The second thing I thought about was triggered by McEwan saying that Herzog was "always within reach" during the writing of the novel. Of course, a passage from Herzog provides Saturday's epigraph. But there's another scene, a minor one, in which I detected a buried homage to Herzog. Both scenes oddly involve fish and crustaceans and perhaps illuminate some of the points I've made above.


From Saturday:

He turns the corner into Paddington Street and stoops in front of the open-air display of fish on a steeply raked slab of white marble. He sees at a glance that everything he needs is here. Such abundance from the emptying sees. On the tiled floor by the open doorway, piled in two wooden crates like rusting industrial rejects, are the crabs and lobsters, and in the tangle of warlike body parts there is discernable movement. On their pincers they're wearing black funereal black bands. It's fortunate for the fishmongers and his customers that sea creatures are not adapted to make use of sound waves and have no voice. Even the silence among the softly stirring crowd is troubling.


And from Herzog:

Herzog was loitering for a moment near the fish store, arrested by the odor. A thin muscular Negro was pitching buckets of ice into the deep window. The fish were packed together, backs arched as if they were swimming in the crushed, smoking ice, bloody bronze, slimy black-green, gray-gold--the lobsters were crowded to the glass, feelers bent. The morning was warm, gray, damp, fresh, smelling of the river. Pausing on the metal doors of the sidewalk elevator, Moses received the raised pattern of the steel through his thin sole shoes; like Braille. But he did not interpret a message.


What do we learn from the comparison? I'll leave it up to you.

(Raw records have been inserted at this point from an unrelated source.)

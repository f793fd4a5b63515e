use glam::{Mat4, Vec3};
use sceneview_common::ScreenRect;

/// Free-fly perspective camera bound to a viewport rectangle.
///
/// Orientation is fixed after construction; input only dollies it along the
/// view direction in steps of `speed`.
#[derive(Debug, Clone, PartialEq)]
pub struct Camera {
    pub position: Vec3,
    pub yaw: f32,
    pub pitch: f32,
    pub fov: f32,
    pub aspect: f32,
    pub near: f32,
    pub far: f32,
    pub speed: f32,
    viewport: ScreenRect,
}

impl Default for Camera {
    fn default() -> Self {
        let viewport = ScreenRect::new(0, 0, 1920, 1080);
        Self {
            position: Vec3::new(0.0, 4.0, 12.0),
            yaw: -90.0_f32.to_radians(),
            pitch: -15.0_f32.to_radians(),
            fov: 45.0_f32.to_radians(),
            aspect: viewport.aspect(),
            near: 0.1,
            far: 1000.0,
            speed: 1.0,
            viewport,
        }
    }
}

impl Camera {
    /// Reset the projection to the standard perspective setup.
    pub fn set_3d_view(&mut self) {
        self.fov = 45.0_f32.to_radians();
        self.near = 0.1;
        self.far = 1000.0;
        self.aspect = self.viewport.aspect();
    }

    pub fn set_speed(&mut self, speed: f32) {
        self.speed = speed;
    }

    /// Set the render rectangle; the aspect ratio follows it.
    pub fn set_viewport(&mut self, viewport: ScreenRect) {
        self.viewport = viewport;
        self.aspect = viewport.aspect();
    }

    pub fn viewport(&self) -> ScreenRect {
        self.viewport
    }

    pub fn forward(&self) -> Vec3 {
        Vec3::new(
            self.yaw.cos() * self.pitch.cos(),
            self.pitch.sin(),
            self.yaw.sin() * self.pitch.cos(),
        )
        .normalize()
    }

    pub fn move_forward(&mut self) {
        self.position += self.forward() * self.speed;
    }

    pub fn move_backward(&mut self) {
        self.position -= self.forward() * self.speed;
    }

    pub fn view_matrix(&self) -> Mat4 {
        Mat4::look_at_rh(self.position, self.position + self.forward(), Vec3::Y)
    }

    pub fn projection_matrix(&self) -> Mat4 {
        Mat4::perspective_rh(self.fov, self.aspect, self.near, self.far)
    }

    pub fn view_projection(&self) -> Mat4 {
        self.projection_matrix() * self.view_matrix()
    }

    /// Matrices and eye position as uploaded to the shaders each frame.
    pub fn uniform(&self) -> CameraMatrices {
        CameraMatrices {
            view: self.view_matrix(),
            projection: self.projection_matrix(),
            eye: self.position,
        }
    }
}

#[derive(Debug, Clone, Copy, PartialEq)]
pub struct CameraMatrices {
    pub view: Mat4,
    pub projection: Mat4,
    pub eye: Vec3,
}

#[cfg(test)]
mod tests {
    use super::*;

    #[test]
    fn default_camera() {
        let cam = Camera::default();
        assert!(cam.position.y > 0.0);
        let vp = cam.view_projection();
        assert!(!vp.col(0).x.is_nan());
    }

    #[test]
    fn dolly_steps_by_speed() {
        let mut cam = Camera::default();
        cam.set_speed(0.5);
        let start = cam.position;
        cam.move_forward();
        assert!(((cam.position - start).length() - 0.5).abs() < 1e-5);
        cam.move_backward();
        assert!((cam.position - start).length() < 1e-5);
    }

    #[test]
    fn forward_looks_down_negative_z() {
        let cam = Camera::default();
        let f = cam.forward();
        assert!(f.z < 0.0);
        assert!(f.y < 0.0);
        assert!(f.x.abs() < 1e-5);
    }

    #[test]
    fn uniform_carries_eye_and_matrices() {
        let cam = Camera::default();
        let u = cam.uniform();
        assert_eq!(u.eye, cam.position);
        assert_eq!(u.projection * u.view, cam.view_projection());
    }

    #[test]
    fn viewport_drives_aspect() {
        let mut cam = Camera::default();
        cam.set_viewport(ScreenRect::new(0, 0, 1520, 830));
        assert!((cam.aspect - 1520.0 / 830.0).abs() < 1e-6);
        cam.fov = 1.0;
        cam.set_3d_view();
        assert!((cam.fov - 45.0_f32.to_radians()).abs() < 1e-6);
        assert!((cam.aspect - 1520.0 / 830.0).abs() < 1e-6);
    }
}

* There is a scene when Perowne goes to see his son rehearse a blues song dedicated to the Perownes' affluent neighbourhood that comes perilously close to cringe inducing. A blues song about a Georgian square? I'll spare you the lyrics.

March 30, 2005

Check it out, kids!

The long-awaited interview (well, long awaited by Andrew at ThreeMonkeysOnline) with David Mitchell is now available here. The issue has also achieved a bit of a coup in getting an interview with critics' darlings, Mercury Rev. There's plenty of more stuff, including an unusually insightful discussion with Nell McCafferty, that shows a different side from the combative bruiser who's wheeled out to provide a bit of friction on RTE's moribund chat shows.

March 31, 2005

Like lightening lightning (even)

Way back in the mists of time (December 2004 actually), I was using this very space to bitch about the Department of Transport for failing to reply to a blustering e-mail I had sent two weeks previously.* At the time I thought it was a particularly futile demand, asking someone in authority to explain how National Toll Roads could be allowed to create a roadblock (i.e. the Westlink bridge) to extract ever-higher levies from drivers. (I was nearly going to lapse into appropriate tabloidese there and write 'long-suffering motorist').

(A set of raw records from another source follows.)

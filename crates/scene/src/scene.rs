use crate::camera::Camera;
use crate::grid::Grid;
use crate::light::Light;
use crate::object::Object;
use glam::Mat4;
use sceneview_common::{AssetId, ViewerConfig};
use sceneview_input::{CameraDolly, FrameInput, LightMove};

/// Loop-level flags toggled by input and the UI.
#[derive(Debug, Clone, Copy, PartialEq, Eq)]
pub struct ViewerState {
    /// Objects are shaded with the point light when set.
    pub is_lit: bool,
    /// Cleared once a window close is observed.
    pub running: bool,
}

impl Default for ViewerState {
    fn default() -> Self {
        Self {
            is_lit: false,
            running: true,
        }
    }
}

impl ViewerState {
    /// Shading used for every object this frame.
    pub fn object_shading(&self) -> ShadingPath {
        if self.is_lit {
            ShadingPath::Lit
        } else {
            ShadingPath::Unlit
        }
    }
}

#[derive(Debug, Clone, Copy, PartialEq, Eq)]
pub enum ShadingPath {
    /// Default shader: color and optional texture.
    Unlit,
    /// Lit shader: default shading plus the point light.
    Lit,
}

/// What one call to [`Scene::update`] did.
#[derive(Debug, Clone, Copy, PartialEq, Default)]
pub struct FrameReport {
    pub pointer_over_viewport: bool,
    pub dolly: Option<CameraDolly>,
    pub light_move: Option<LightMove>,
    pub grid_dragged: bool,
}

/// Everything the viewer draws: one camera, one light, one grid, and an
/// ordered object list rendered front to back in list order.
#[derive(Debug, Clone, Default)]
pub struct Scene {
    pub camera: Camera,
    pub light: Light,
    pub grid: Grid,
    objects: Vec<Object>,
}

impl Scene {
    pub fn new(camera: Camera, light: Light, grid: Grid) -> Self {
        Self {
            camera,
            light,
            grid,
            objects: Vec::new(),
        }
    }

    /// Startup scene for `config`: camera bound to the layout viewport,
    /// light speed and color, and the configured objects in order.
    /// `texture_id` maps a configured texture path to a loaded asset.
    pub fn from_config(config: &ViewerConfig, mut texture_id: impl FnMut(&str) -> AssetId) -> Self {
        let mut camera = Camera::default();
        camera.set_viewport(config.layout().viewport);
        camera.set_3d_view();
        camera.set_speed(config.camera.speed);

        let mut light = Light::default();
        light.set_speed(config.light.speed);
        light.set_color(config.light.color);

        let mut scene = Self::new(camera, light, Grid::default());
        for spec in &config.objects {
            scene.push_object(Object::new(spec.shape.clone(), texture_id(&spec.texture)));
        }
        tracing::debug!("scene built with {} objects", scene.objects.len());
        scene
    }

    pub fn push_object(&mut self, object: Object) -> usize {
        self.objects.push(object);
        self.objects.len() - 1
    }

    pub fn objects(&self) -> &[Object] {
        &self.objects
    }

    pub fn objects_mut(&mut self) -> &mut [Object] {
        &mut self.objects
    }

    /// World matrix of an object: grid transform, then the object's own.
    pub fn object_world_matrix(&self, index: usize) -> Option<Mat4> {
        self.objects
            .get(index)
            .map(|o| self.grid.transform().matrix() * o.transform().matrix())
    }

    /// Apply one frame of input to the scene.
    ///
    /// Order: wheel dolly, light move, grid drag, exit flag. The pointer must
    /// be over the camera viewport for a drag to rotate the grid.
    pub fn update(&mut self, input: &FrameInput, state: &mut ViewerState) -> FrameReport {
        let pointer = input.mouse_position();
        let mut report = FrameReport {
            pointer_over_viewport: self.camera.viewport().contains_pointer(pointer.x, pointer.y),
            ..FrameReport::default()
        };

        report.dolly = input.camera_dolly();
        match report.dolly {
            Some(CameraDolly::Forward) => self.camera.move_forward(),
            Some(CameraDolly::Backward) => self.camera.move_backward(),
            None => {}
        }

        report.light_move = input.light_move();
        if let Some(movement) = report.light_move {
            self.light.apply(movement);
        }

        if report.pointer_over_viewport && input.is_left_button_clicked() {
            self.grid.rotate_by(input.mouse_motion());
            report.grid_dragged = true;
        }

        if input.close_requested() && state.running {
            tracing::info!("close requested, exiting after this frame");
        }
        state.running = !input.close_requested();
        report
    }
}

It seems I spoke too soon. Like something out of Borges story, a reply to my forgotten mail has just wandered out of the ether and into my inbox. Composed by a mandarin from the Road Policy Division, it contained nothing I hadn't read in a newspaper back in December. But I'm really intrigued by the process that could have somehow generated a lengthy reply four months after one was requested. Perhaps in the Department there is a communication system like something out of the film Brazil, with ducts and pipes carrying messages through the bowels of the building. Any maybe the canister containing a rolled-up printout of my question got stuck in a pipe, and has only just recently been dislodged.

Well, have you got a more reasonable explanation?


*As people who know me could tell you, I am slowly turning into Victor Meldrew.